Ulysses, seeing that the rest of the Dhulhulikh had dropped quietly out of the holes in which they had come, put the match box in the pocket of his kilt and ran to help his people. He got there in time to pick up a spear and with it run a bat-man through the back. The survivors of the last attack, four Dhulhulikh, fluttered away and dived out through holes in the skin.

  They were all so tired that they could barely move, and one Wufea slumped down and died. But Ulysses insisted that three repair the leak in the gas cell and the others come with him to the gondola. There would be no sleep for him until he got the Blue Spirit back to the land of the Neshgai.

  As it turned out, he got several nights’ sleep. The dirigible took fifteen hours to fight against the headwind while it slowly lost altitude. The crew looked for leaks and found four tiny ones but could not locate the others.
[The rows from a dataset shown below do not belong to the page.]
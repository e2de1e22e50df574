use crate::domains::repo_name::actor::repository_name_actor_id;
use crate::errors::DomainResult;
use crate::pipeline::PathParameters;
use crate::platform::actor_host::ActorContext;
use crate::platform::cache::{CachedValue, MemoryCache};
use crate::validation::parse_uuid;
use serde::Serialize;
use uuid::Uuid;

/// Canonical ids for however much of the
/// owner/organization/repository/branch path the caller supplied.
#[derive(Debug, Clone, Copy, Default, Serialize)]
pub struct ResolvedPath {
    pub owner_id: Option<Uuid>,
    pub organization_id: Option<Uuid>,
    pub repository_id: Option<Uuid>,
    pub branch_id: Option<Uuid>,
}

fn cached_lookup<F>(cache: &MemoryCache, key: &str, lookup: F) -> Option<Uuid>
where
    F: FnOnce() -> Option<Uuid>,
{
    match cache.get(key) {
        Some(CachedValue::Id(id)) => Some(id),
        Some(CachedValue::DoesNotExist) => None,
        _ => match lookup() {
            Some(id) => {
                cache.set(key, CachedValue::Id(id));
                Some(id)
            }
            None => {
                cache.set(key, CachedValue::DoesNotExist);
                None
            }
        },
    }
}

/// Resolves names to canonical ids at each level of the path,
/// preferring a provided id over a name. Owner, organization and
/// branch names resolve through the read-model index; repository
/// names route through the RepositoryName index actor. Results are
/// cached with tristate sentinels.
pub async fn resolve_path(
    cache: &MemoryCache,
    actors: &ActorContext,
    path: &PathParameters,
) -> DomainResult<ResolvedPath> {
    let mut resolved = ResolvedPath::default();

    if let Some(id) = &path.owner_id {
        resolved.owner_id = Some(parse_uuid("owner_id", id)?);
    } else if let Some(name) = &path.owner_name {
        let key = format!("owner-name/{}", name);
        resolved.owner_id = cached_lookup(cache, &key, || actors.index.owner_id_by_name(name));
    }

    if let Some(id) = &path.organization_id {
        resolved.organization_id = Some(parse_uuid("organization_id", id)?);
    } else if let Some(name) = &path.organization_name {
        if let Some(owner_id) = resolved.owner_id {
            let key = format!("organization-name/{}/{}", owner_id, name);
            resolved.organization_id = cached_lookup(cache, &key, || {
                actors.index.organization_id_by_name(owner_id, name)
            });
        }
    }

    if let Some(id) = &path.repository_id {
        resolved.repository_id = Some(parse_uuid("repository_id", id)?);
    } else if let Some(name) = &path.repository_name {
        if let (Some(owner_id), Some(organization_id)) =
            (resolved.owner_id, resolved.organization_id)
        {
            let key = repository_name_cache_key(name, owner_id, organization_id);
            resolved.repository_id = match cache.get(&key) {
                Some(CachedValue::Id(id)) => Some(id),
                Some(CachedValue::DoesNotExist) => None,
                _ => {
                    let actor_id = repository_name_actor_id(name, owner_id, organization_id);
                    let repository_id = actors
                        .host
                        .repository_name(actor_id)
                        .await?
                        .read(|a| a.repository_id())
                        .await?;
                    match repository_id {
                        Some(id) => {
                            cache.set(&key, CachedValue::Id(id));
                            Some(id)
                        }
                        None => {
                            cache.set(&key, CachedValue::DoesNotExist);
                            None
                        }
                    }
                }
            };
        }
    }

    if let Some(id) = &path.branch_id {
        resolved.branch_id = Some(parse_uuid("branch_id", id)?);
    } else if let Some(name) = &path.branch_name {
        if let Some(repository_id) = resolved.repository_id {
            let key = format!("branch-name/{}/{}", repository_id, name);
            resolved.branch_id = cached_lookup(cache, &key, || {
                actors.index.branch_id_by_name(repository_id, name)
            });
        }
    }

    Ok(resolved)
}

/// Cache key under which a repository-name binding is memoized; used
/// by the repository service to invalidate on rename and delete.
pub fn repository_name_cache_key(name: &str, owner_id: Uuid, organization_id: Uuid) -> String {
    format!("repository-name/{}|{}|{}", name, owner_id, organization_id)
}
By the time the airship had left The Tree, it was cruising in the lower levels of the great plant. This helped the speed in one way because there was no wind there. But the demands on the steersman were great. He had to sail between trunks and branches, under branches, between vine complex and branch, sometimes narrowly squeaking through. Ten miles past the last of The Tree, the dirigible settled down on the grassy plains and collapsed.

  The survivors crawled out from under the great bulk with their supplies, after which Ulysses set fire to the ship to make sure that it did not fall into hostile hands. Not that he had seen any bat-men, but he was taking no chances. If there was one thing he did not want, that was the Dhulhulikh learning how to make dirigibles of their own.
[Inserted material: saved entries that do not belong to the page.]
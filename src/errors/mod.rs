mod error;

pub use error::{DomainError, Precondition, ServiceError, StoreError, ValidationError};

/// Result type for state-store operations
pub type StoreResult<T> = Result<T, StoreError>;

/// Result type for domain (actor-surface) operations
pub type DomainResult<T> = Result<T, DomainError>;

/// Result type for service (pipeline-surface) operations
pub type ServiceResult<T> = Result<T, ServiceError>;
  They set out across the plains toward the mountains, on the other side of which was the country of the Neshgai. The other airships had gone on ahead long ago. Their motors, working against the wind, had tired swiftly, and the ships had to get back before the vegetable-muscle motors died of exhaustion.

  Two days later, they saw the great cigar shape of a dirigible coming after them. As promised over the radio, the ship had returned for them after the motors had been rested.
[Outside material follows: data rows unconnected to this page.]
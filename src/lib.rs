// Public modules
pub mod config;
pub mod context;
pub mod domains;
pub mod errors;
pub mod pipeline;
pub mod platform;
pub mod resolver;
pub mod types;
pub mod validation;

pub use config::GraceConfig;
pub use context::ApplicationContext;

/// Initialize the server core: connect and migrate the state store,
/// wire the event bus, reminder service, read-model index, and actor
/// host, and return the context everything else hangs off.
/// This function must be called once, before any service is used.
pub async fn initialize(config: GraceConfig) -> errors::ServiceResult<ApplicationContext> {
    ApplicationContext::initialize(config).await
}

/// Install the process logger. Safe to call more than once; later
/// calls are no-ops.
pub fn init_logging() {
    let _ = env_logger::Builder::from_default_env().try_init();
}
use crate::context::ApplicationContext;
use crate::domains::organization::types::{OrganizationCommand, OrganizationDto};
use crate::errors::{DomainError, ServiceResult};
use crate::pipeline::{
    self, parameter_snapshot, path_checks, require_id, CommandResponse, PathParameters,
};
use crate::resolver;
use crate::types::{EventMetadata, OrganizationType, SearchVisibility};
use crate::validation::{check, parse_uuid, ValidationBuilder};
use serde::{Deserialize, Serialize};

/// Parameters for creating an organization under an owner. The client
/// supplies the new id; the owner may be addressed by id or name.
#[derive(Debug, Clone, Serialize, Deserialize)]
pub struct CreateOrganizationParameters {
    #[serde(flatten)]
    pub path: PathParameters,
    pub organization_id: String,
    pub new_organization_name: String,
    pub organization_type: OrganizationType,
    pub search_visibility: SearchVisibility,
}

#[derive(Debug, Clone, Serialize, Deserialize)]
pub struct SetOrganizationNameParameters {
    #[serde(flatten)]
    pub path: PathParameters,
    pub new_name: String,
}

#[derive(Debug, Clone, Serialize, Deserialize)]
pub struct SetOrganizationTypeParameters {
    #[serde(flatten)]
    pub path: PathParameters,
    pub organization_type: OrganizationType,
}

#[derive(Debug, Clone, Serialize, Deserialize)]
pub struct SetOrganizationSearchVisibilityParameters {
    #[serde(flatten)]
    pub path: PathParameters,
    pub search_visibility: SearchVisibility,
}

#[derive(Debug, Clone, Serialize, Deserialize)]
pub struct DeleteOrganizationParameters {
    #[serde(flatten)]
    pub path: PathParameters,
    pub delete_reason: String,
    pub force: bool,
}

#[derive(Debug, Clone, Serialize, Deserialize)]
pub struct OrganizationPathParameters {
    #[serde(flatten)]
    pub path: PathParameters,
}

/// Command/query surface for organization entities.
#[derive(Clone)]
pub struct OrganizationService {
    app: ApplicationContext,
}

impl OrganizationService {
    pub fn new(app: ApplicationContext) -> Self {
        Self { app }
    }

    pub async fn create(
        &self,
        params: CreateOrganizationParameters,
    ) -> ServiceResult<CommandResponse> {
        let snapshot = parameter_snapshot(&params);
        let correlation_id = params.path.correlation_id.clone();
        let mut checks = path_checks(&params.path);
        checks.push(check({
            let value = params.organization_id.clone();
            async move {
                ValidationBuilder::new("organization_id", Some(value))
                    .required()
                    .uuid_string()
                    .check()
            }
        }));
        checks.push(check({
            let value = params.new_organization_name.clone();
            async move {
                ValidationBuilder::new("new_organization_name", Some(value))
                    .required()
                    .entity_name()
                    .check()
            }
        }));
        let app = &self.app;
        pipeline::run_command(&correlation_id, snapshot, checks, async {
            let mut resolved =
                resolver::resolve_path(&app.cache, &app.actors, &params.path).await?;
            let owner_id = require_id(resolved.owner_id, "owner")?;
            let organization_id = parse_uuid("organization_id", &params.organization_id)?;
            if app
                .index()
                .organization_id_by_name(owner_id, &params.new_organization_name)
                .is_some()
            {
                return Err(DomainError::Conflict(format!(
                    "organization name {} is already in use under this owner",
                    params.new_organization_name
                )));
            }
            let metadata = EventMetadata::new(&correlation_id);
            let outcome = app
                .host()
                .organization(organization_id)
                .await?
                .handle(
                    OrganizationCommand::Create {
                        owner_id,
                        organization_name: params.new_organization_name.clone(),
                        organization_type: params.organization_type,
                        search_visibility: params.search_visibility,
                    },
                    metadata,
                )
                .await?;
            resolved.organization_id = Some(organization_id);
            Ok((outcome, resolved))
        })
        .await
    }

    pub async fn set_name(
        &self,
        params: SetOrganizationNameParameters,
    ) -> ServiceResult<CommandResponse> {
        let snapshot = parameter_snapshot(&params);
        let correlation_id = params.path.correlation_id.clone();
        let mut checks = path_checks(&params.path);
        checks.push(check({
            let value = params.new_name.clone();
            async move {
                ValidationBuilder::new("new_name", Some(value))
                    .required()
                    .entity_name()
                    .check()
            }
        }));
        let app = &self.app;
        pipeline::run_command(&correlation_id, snapshot, checks, async {
            let resolved =
                resolver::resolve_path(&app.cache, &app.actors, &params.path).await?;
            let organization_id = require_id(resolved.organization_id, "organization")?;
            if let Some(owner_id) = resolved.owner_id {
                if let Some(existing) =
                    app.index().organization_id_by_name(owner_id, &params.new_name)
                {
                    if existing != organization_id {
                        return Err(DomainError::Conflict(format!(
                            "organization name {} is already in use under this owner",
                            params.new_name
                        )));
                    }
                }
            }
            let metadata = EventMetadata::new(&correlation_id);
            let outcome = app
                .host()
                .organization(organization_id)
                .await?
                .handle(
                    OrganizationCommand::SetName {
                        organization_name: params.new_name.clone(),
                    },
                    metadata,
                )
                .await?;
            Ok((outcome, resolved))
        })
        .await
    }

    pub async fn set_type(
        &self,
        params: SetOrganizationTypeParameters,
    ) -> ServiceResult<CommandResponse> {
        let command = OrganizationCommand::SetType {
            organization_type: params.organization_type,
        };
        self.simple_command(&params.path, parameter_snapshot(&params), command)
            .await
    }

    pub async fn set_search_visibility(
        &self,
        params: SetOrganizationSearchVisibilityParameters,
    ) -> ServiceResult<CommandResponse> {
        let command = OrganizationCommand::SetSearchVisibility {
            search_visibility: params.search_visibility,
        };
        self.simple_command(&params.path, parameter_snapshot(&params), command)
            .await
    }

    pub async fn delete(
        &self,
        params: DeleteOrganizationParameters,
    ) -> ServiceResult<CommandResponse> {
        let command = OrganizationCommand::DeleteLogical {
            delete_reason: params.delete_reason.clone(),
            force: params.force,
        };
        self.simple_command(&params.path, parameter_snapshot(&params), command)
            .await
    }

    pub async fn undelete(
        &self,
        params: OrganizationPathParameters,
    ) -> ServiceResult<CommandResponse> {
        self.simple_command(
            &params.path,
            parameter_snapshot(&params),
            OrganizationCommand::Undelete,
        )
        .await
    }

    pub async fn get(&self, params: OrganizationPathParameters) -> ServiceResult<OrganizationDto> {
        let snapshot = parameter_snapshot(&params);
        let correlation_id = params.path.correlation_id.clone();
        let app = &self.app;
        pipeline::run_query(&correlation_id, snapshot, path_checks(&params.path), async {
            let resolved =
                resolver::resolve_path(&app.cache, &app.actors, &params.path).await?;
            let organization_id = require_id(resolved.organization_id, "organization")?;
            let proxy = app.host().organization(organization_id).await?;
            if !proxy.exists().await? {
                return Err(DomainError::not_found("organization", organization_id));
            }
            proxy.get().await
        })
        .await
    }

    async fn simple_command(
        &self,
        path: &PathParameters,
        snapshot: std::collections::HashMap<String, String>,
        command: OrganizationCommand,
    ) -> ServiceResult<CommandResponse> {
        let correlation_id = path.correlation_id.clone();
        let app = &self.app;
        pipeline::run_command(&correlation_id, snapshot, path_checks(path), async {
            let resolved = resolver::resolve_path(&app.cache, &app.actors, path).await?;
            let organization_id = require_id(resolved.organization_id, "organization")?;
            let metadata = EventMetadata::new(&correlation_id);
            let outcome = app
                .host()
                .organization(organization_id)
                .await?
                .handle(command, metadata)
                .await?;
            Ok((outcome, resolved))
        })
        .await
    }
}
impl EventObserver for ReadModelIndex {
    fn observe(&self, _topic: &str, envelope: &EventEnvelope) {
        match &envelope.event {
            GraceEvent::OwnerEvent(event) => self.apply_owner(envelope.entity_id, event),
            GraceEvent::OrganizationEvent(event) => {
                self.apply_organization(envelope.entity_id, event)
            }
            GraceEvent::RepositoryEvent(event) => self.apply_repository(envelope.entity_id, event),
            GraceEvent::BranchEvent(event) => self.apply_branch(envelope.entity_id, event),
            GraceEvent::ReferenceEvent(event) => {
                self.apply_reference(envelope.entity_id, event, envelope.metadata.timestamp)
            }
            GraceEvent::DirectoryVersionEvent(_) => {}
        }
    }
}

impl Default for ReadModelIndex {
    fn default() -> Self {
        Self::new()
    }
}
  Once the ship was in sight of the people on the ground, its radio went into action. Kafbi, a Vroomaw officer, spoke to Ulysses.

  “We were lucky to get away, my Lord. The whole country is knee-deep in blood. While we were gone, the slaves and the Vroomaw rose against the Neshgai. All is chaos. The Neshgai hold some parts of the land and the rebels other parts. The other ships were attacked and destroyed on the field by the Neshgai, but we drove them off. Then we came after you. The slaves and the Vroomaw look to you to lead them to victory. They say that you are the god of the humans, and that you have been destined from time immemorial to free them and to rid the world of the elephant-headed monsters.”

  The Tree would hear of this soon enough, if it had not already heard. It would rally the Dhulhulikh and summon the hordes that lived on it and strike while the Neshgai and the humans were at each others’ throats. If only the humans had put off their uprising until their greatest enemy had been conquered… but sentients did not follow cold logic, not very often, anyway. They lived in little opaque cells of time.

  “The ruler and the high priest were killed,” Kafbi said. “Shegnif, the Grand Vizier, now rules. His forces are holed up in the palace complex, and, so far, we have failed to take it.”

  Ulysses sighed. Twenty million years of bloodshed, pain and horror were behind him. And it looked as if more would be ahead of him if he were to live that long.

  So be it.

  He stood on the great plain with Awina by his side, her tail flicking across the calf of his right leg as she nervously waited for the airship to maneuver. Awina said, “My Lord, after we have conquered the Neshgai, what do we do?”

  He patted her furry shoulder and said, “I like your optimism. After we have conquered, not if, right? I wonder what I would have done without you.”

  For a few seconds, he felt cold in the pit of his stomach. There had been so many times when she could have been killed, and he would have had to do without her.

  He said, “There is no reason why the slaves and the Vroomaw have to decimate themselves in order to slaughter all the elephant-heads. I think that it would be far better for everybody if we had a truce and arranged for a new society, one in which Neshgai are neither masters nor slaves but equals with the humans. We need them as much as they need us in the battle against The Tree. We must think about compromise, Awina. It is not weakness to seek for compromise. Strength is in compromise and in alliance.”

  “The slaves and the Vroomaw want revenge,” she said. “They have suffered for hundreds of years under their masters. Now they want to pay them back.”

  “I understand that,” he said. “But the sufferers can forget the past, if they’re offered a good future.”

  “They can?” she said.

  “They have. In my time old enemies forgot the past wounds and indignities and even became friends.”

  “My Lord,” she said, swaying so that her hip brushed against his, her tail lashing across his calf, and her eyes looking sidewise at him, “you will be talking of making a compromise with The Tree next! With our ancient enemy, the Destroyer!”

  Who knows? he thought. If the mind of flesh can meet with another mind of flesh, why not with a vegetable mind? Who knows?